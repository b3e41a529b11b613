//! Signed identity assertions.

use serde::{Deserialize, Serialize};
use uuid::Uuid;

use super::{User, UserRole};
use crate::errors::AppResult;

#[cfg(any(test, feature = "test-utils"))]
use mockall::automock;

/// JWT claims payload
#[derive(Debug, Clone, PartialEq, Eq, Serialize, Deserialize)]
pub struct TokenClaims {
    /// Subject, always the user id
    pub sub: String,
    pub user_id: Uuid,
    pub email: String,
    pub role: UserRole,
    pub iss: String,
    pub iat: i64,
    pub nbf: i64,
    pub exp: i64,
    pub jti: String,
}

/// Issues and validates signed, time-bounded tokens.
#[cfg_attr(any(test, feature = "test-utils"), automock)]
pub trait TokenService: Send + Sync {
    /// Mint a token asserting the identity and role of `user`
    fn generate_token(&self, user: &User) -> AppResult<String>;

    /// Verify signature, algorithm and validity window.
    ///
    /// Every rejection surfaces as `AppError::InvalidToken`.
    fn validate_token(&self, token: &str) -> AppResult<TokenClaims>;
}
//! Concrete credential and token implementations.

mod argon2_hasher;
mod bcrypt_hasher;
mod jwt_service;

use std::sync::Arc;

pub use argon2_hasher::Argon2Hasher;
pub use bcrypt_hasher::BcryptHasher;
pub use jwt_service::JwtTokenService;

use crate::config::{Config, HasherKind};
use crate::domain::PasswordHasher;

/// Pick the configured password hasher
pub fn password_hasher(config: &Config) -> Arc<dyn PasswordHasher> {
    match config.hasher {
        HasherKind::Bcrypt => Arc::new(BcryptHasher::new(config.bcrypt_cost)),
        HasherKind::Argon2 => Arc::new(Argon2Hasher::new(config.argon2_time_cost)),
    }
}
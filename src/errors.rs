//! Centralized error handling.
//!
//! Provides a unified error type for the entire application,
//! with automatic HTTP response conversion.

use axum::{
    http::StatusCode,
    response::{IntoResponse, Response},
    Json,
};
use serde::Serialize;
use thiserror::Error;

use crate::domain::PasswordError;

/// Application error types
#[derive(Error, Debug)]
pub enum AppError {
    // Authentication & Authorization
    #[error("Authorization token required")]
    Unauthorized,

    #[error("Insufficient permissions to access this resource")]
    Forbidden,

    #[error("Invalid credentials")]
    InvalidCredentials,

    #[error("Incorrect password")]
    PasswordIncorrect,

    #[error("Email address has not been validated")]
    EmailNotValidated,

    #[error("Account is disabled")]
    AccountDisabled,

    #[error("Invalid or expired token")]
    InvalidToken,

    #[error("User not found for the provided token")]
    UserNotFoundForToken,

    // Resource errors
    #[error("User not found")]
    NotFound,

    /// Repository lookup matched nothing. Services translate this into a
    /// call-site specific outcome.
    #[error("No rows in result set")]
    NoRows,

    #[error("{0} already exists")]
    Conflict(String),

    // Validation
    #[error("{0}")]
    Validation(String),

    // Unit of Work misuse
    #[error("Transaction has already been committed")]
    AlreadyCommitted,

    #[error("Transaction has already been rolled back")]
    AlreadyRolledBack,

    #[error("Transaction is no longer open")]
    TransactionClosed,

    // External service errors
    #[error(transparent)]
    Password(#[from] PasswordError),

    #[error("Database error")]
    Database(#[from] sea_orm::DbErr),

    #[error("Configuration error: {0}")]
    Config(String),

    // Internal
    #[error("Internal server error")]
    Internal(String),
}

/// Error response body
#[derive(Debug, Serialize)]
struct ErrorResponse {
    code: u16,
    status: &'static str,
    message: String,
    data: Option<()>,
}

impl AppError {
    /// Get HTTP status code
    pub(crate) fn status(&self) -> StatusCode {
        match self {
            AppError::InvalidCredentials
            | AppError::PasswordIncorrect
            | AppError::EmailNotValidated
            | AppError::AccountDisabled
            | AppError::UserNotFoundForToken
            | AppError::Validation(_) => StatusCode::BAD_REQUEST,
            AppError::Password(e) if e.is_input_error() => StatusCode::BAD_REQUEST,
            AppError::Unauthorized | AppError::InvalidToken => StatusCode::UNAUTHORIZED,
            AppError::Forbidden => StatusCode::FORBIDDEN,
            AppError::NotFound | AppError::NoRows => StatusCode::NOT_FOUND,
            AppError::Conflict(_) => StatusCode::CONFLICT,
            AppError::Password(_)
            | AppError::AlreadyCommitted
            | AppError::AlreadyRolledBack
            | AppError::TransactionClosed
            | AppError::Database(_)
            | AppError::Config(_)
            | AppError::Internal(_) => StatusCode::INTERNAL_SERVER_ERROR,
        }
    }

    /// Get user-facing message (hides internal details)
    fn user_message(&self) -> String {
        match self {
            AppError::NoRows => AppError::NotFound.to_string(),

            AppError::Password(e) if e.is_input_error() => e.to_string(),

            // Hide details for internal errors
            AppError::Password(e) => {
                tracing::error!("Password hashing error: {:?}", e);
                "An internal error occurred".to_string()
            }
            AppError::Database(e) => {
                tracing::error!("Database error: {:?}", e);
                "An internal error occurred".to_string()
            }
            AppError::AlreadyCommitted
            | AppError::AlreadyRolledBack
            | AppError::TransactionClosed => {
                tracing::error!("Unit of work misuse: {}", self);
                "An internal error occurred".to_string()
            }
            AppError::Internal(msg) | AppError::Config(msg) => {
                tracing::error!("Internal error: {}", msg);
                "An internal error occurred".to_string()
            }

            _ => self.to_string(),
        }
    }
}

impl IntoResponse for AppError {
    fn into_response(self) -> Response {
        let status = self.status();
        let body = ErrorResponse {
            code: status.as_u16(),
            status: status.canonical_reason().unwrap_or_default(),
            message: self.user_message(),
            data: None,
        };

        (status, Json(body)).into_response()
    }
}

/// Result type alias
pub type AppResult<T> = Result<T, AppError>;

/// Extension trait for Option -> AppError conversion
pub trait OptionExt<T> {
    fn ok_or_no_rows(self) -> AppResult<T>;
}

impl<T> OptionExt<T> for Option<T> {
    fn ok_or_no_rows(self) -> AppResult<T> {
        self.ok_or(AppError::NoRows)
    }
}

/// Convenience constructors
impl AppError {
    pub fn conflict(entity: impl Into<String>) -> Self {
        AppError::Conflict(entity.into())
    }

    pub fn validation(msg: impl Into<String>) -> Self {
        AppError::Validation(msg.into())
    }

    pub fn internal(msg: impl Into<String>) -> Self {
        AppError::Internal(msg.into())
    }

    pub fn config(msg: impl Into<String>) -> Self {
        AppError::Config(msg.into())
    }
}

________

### Your goal
Each record must be repeated exactly as it is.

### Answer to this task
repository b3e41a529b11b613
//! Signed identity assertions.

use serde::{Deserialize, Serialize};
use uuid::Uuid;

use super::{User, UserRole};
use crate::errors::AppResult;

#[cfg(any(test, feature = "test-utils"))]
use mockall::automock;

/// JWT claims payload
#[derive(Debug, Clone, PartialEq, Eq, Serialize, Deserialize)]
pub struct TokenClaims {
    /// Subject, always the user id
    pub sub: String,
    pub user_id: Uuid,
    pub email: String,
    pub role: UserRole,
    pub iss: String,
    pub iat: i64,
    pub nbf: i64,
    pub exp: i64,
    pub jti: String,
}

/// Issues and validates signed, time-bounded tokens.
#[cfg_attr(any(test, feature = "test-utils"), automock)]
pub trait TokenService: Send + Sync {
    /// Mint a token asserting the identity and role of `user`
    fn generate_token(&self, user: &User) -> AppResult<String>;

    /// Verify signature, algorithm and validity window.
    ///
    /// Every rejection surfaces as `AppError::InvalidToken`.
    fn validate_token(&self, token: &str) -> AppResult<TokenClaims>;
}
//! Concrete credential and token implementations.

mod argon2_hasher;
mod bcrypt_hasher;
mod jwt_service;

use std::sync::Arc;

pub use argon2_hasher::Argon2Hasher;
pub use bcrypt_hasher::BcryptHasher;
pub use jwt_service::JwtTokenService;

use crate::config::{Config, HasherKind};
use crate::domain::PasswordHasher;

/// Pick the configured password hasher
pub fn password_hasher(config: &Config) -> Arc<dyn PasswordHasher> {
    match config.hasher {
        HasherKind::Bcrypt => Arc::new(BcryptHasher::new(config.bcrypt_cost)),
        HasherKind::Argon2 => Arc::new(Argon2Hasher::new(config.argon2_time_cost)),
    }
}
filename src/errors.rs
//! Centralized error handling.
//!
//! Provides a unified error type for the entire application,
//! with automatic HTTP response conversion.

use axum::{
    http::StatusCode,
    response::{IntoResponse, Response},
    Json,
};
use serde::Serialize;
use thiserror::Error;

use crate::domain::PasswordError;

/// Application error types
#[derive(Error, Debug)]
pub enum AppError {
    // Authentication & Authorization
    #[error("Authorization token required")]
    Unauthorized,

    #[error("Insufficient permissions to access this resource")]
    Forbidden,

    #[error("Invalid credentials")]
    InvalidCredentials,

    #[error("Incorrect password")]
    PasswordIncorrect,

    #[error("Email address has not been validated")]
    EmailNotValidated,

    #[error("Account is disabled")]
    AccountDisabled,

    #[error("Invalid or expired token")]
    InvalidToken,

    #[error("User not found for the provided token")]
    UserNotFoundForToken,

    // Resource errors
    #[error("User not found")]
    NotFound,

    /// Repository lookup matched nothing. Services translate this into a
    /// call-site specific outcome.
    #[error("No rows in result set")]
    NoRows,

    #[error("{0} already exists")]
    Conflict(String),

    // Validation
    #[error("{0}")]
    Validation(String),

    // Unit of Work misuse
    #[error("Transaction has already been committed")]
    AlreadyCommitted,

    #[error("Transaction has already been rolled back")]
    AlreadyRolledBack,

    #[error("Transaction is no longer open")]
    TransactionClosed,

    // External service errors
    #[error(transparent)]
    Password(#[from] PasswordError),

    #[error("Database error")]
    Database(#[from] sea_orm::DbErr),

    #[error("Configuration error: {0}")]
    Config(String),

    // Internal
    #[error("Internal server error")]
    Internal(String),
}

/// Error response body
#[derive(Debug, Serialize)]
struct ErrorResponse {
    code: u16,
    status: &'static str,
    message: String,
    data: Option<()>,
}

impl AppError {
    /// Get HTTP status code
    pub(crate) fn status(&self) -> StatusCode {
        match self {
            AppError::InvalidCredentials
            | AppError::PasswordIncorrect
            | AppError::EmailNotValidated
            | AppError::AccountDisabled
            | AppError::UserNotFoundForToken
            | AppError::Validation(_) => StatusCode::BAD_REQUEST,
            AppError::Password(e) if e.is_input_error() => StatusCode::BAD_REQUEST,
            AppError::Unauthorized | AppError::InvalidToken => StatusCode::UNAUTHORIZED,
            AppError::Forbidden => StatusCode::FORBIDDEN,
            AppError::NotFound | AppError::NoRows => StatusCode::NOT_FOUND,
            AppError::Conflict(_) => StatusCode::CONFLICT,
            AppError::Password(_)
            | AppError::AlreadyCommitted
            | AppError::AlreadyRolledBack
            | AppError::TransactionClosed
            | AppError::Database(_)
            | AppError::Config(_)
            | AppError::Internal(_) => StatusCode::INTERNAL_SERVER_ERROR,
        }
    }

    /// Get user-facing message (hides internal details)
    fn user_message(&self) -> String {
        match self {
            AppError::NoRows => AppError::NotFound.to_string(),

            AppError::Password(e) if e.is_input_error() => e.to_string(),

            // Hide details for internal errors
            AppError::Password(e) => {
                tracing::error!("Password hashing error: {:?}", e);
                "An internal error occurred".to_string()
            }
            AppError::Database(e) => {
                tracing::error!("Database error: {:?}", e);
                "An internal error occurred".to_string()
            }
            AppError::AlreadyCommitted
            | AppError::AlreadyRolledBack
            | AppError::TransactionClosed => {
                tracing::error!("Unit of work misuse: {}", self);
                "An internal error occurred".to_string()
            }
            AppError::Internal(msg) | AppError::Config(msg) => {
                tracing::error!("Internal error: {}", msg);
                "An internal error occurred".to_string()
            }

            _ => self.to_string(),
        }
    }
}

impl IntoResponse for AppError {
    fn into_response(self) -> Response {
        let status = self.status();
        let body = ErrorResponse {
            code: status.as_u16(),
            status: status.canonical_reason().unwrap_or_default(),
            message: self.user_message(),
            data: None,
        };

        (status, Json(body)).into_response()
    }
}

/// Result type alias
pub type AppResult<T> = Result<T, AppError>;

/// Extension trait for Option -> AppError conversion
pub trait OptionExt<T> {
    fn ok_or_no_rows(self) -> AppResult<T>;
}

impl<T> OptionExt<T> for Option<T> {
    fn ok_or_no_rows(self) -> AppResult<T> {
        self.ok_or(AppError::NoRows)
    }
}

/// Convenience constructors
impl AppError {
    pub fn conflict(entity: impl Into<String>) -> Self {
        AppError::Conflict(entity.into())
    }

    pub fn validation(msg: impl Into<String>) -> Self {
        AppError::Validation(msg.into())
    }

    pub fn internal(msg: impl Into<String>) -> Self {
        AppError::Internal(msg.into())
    }

    pub fn config(msg: impl Into<String>) -> Self {
        AppError::Config(msg.into())
    }
}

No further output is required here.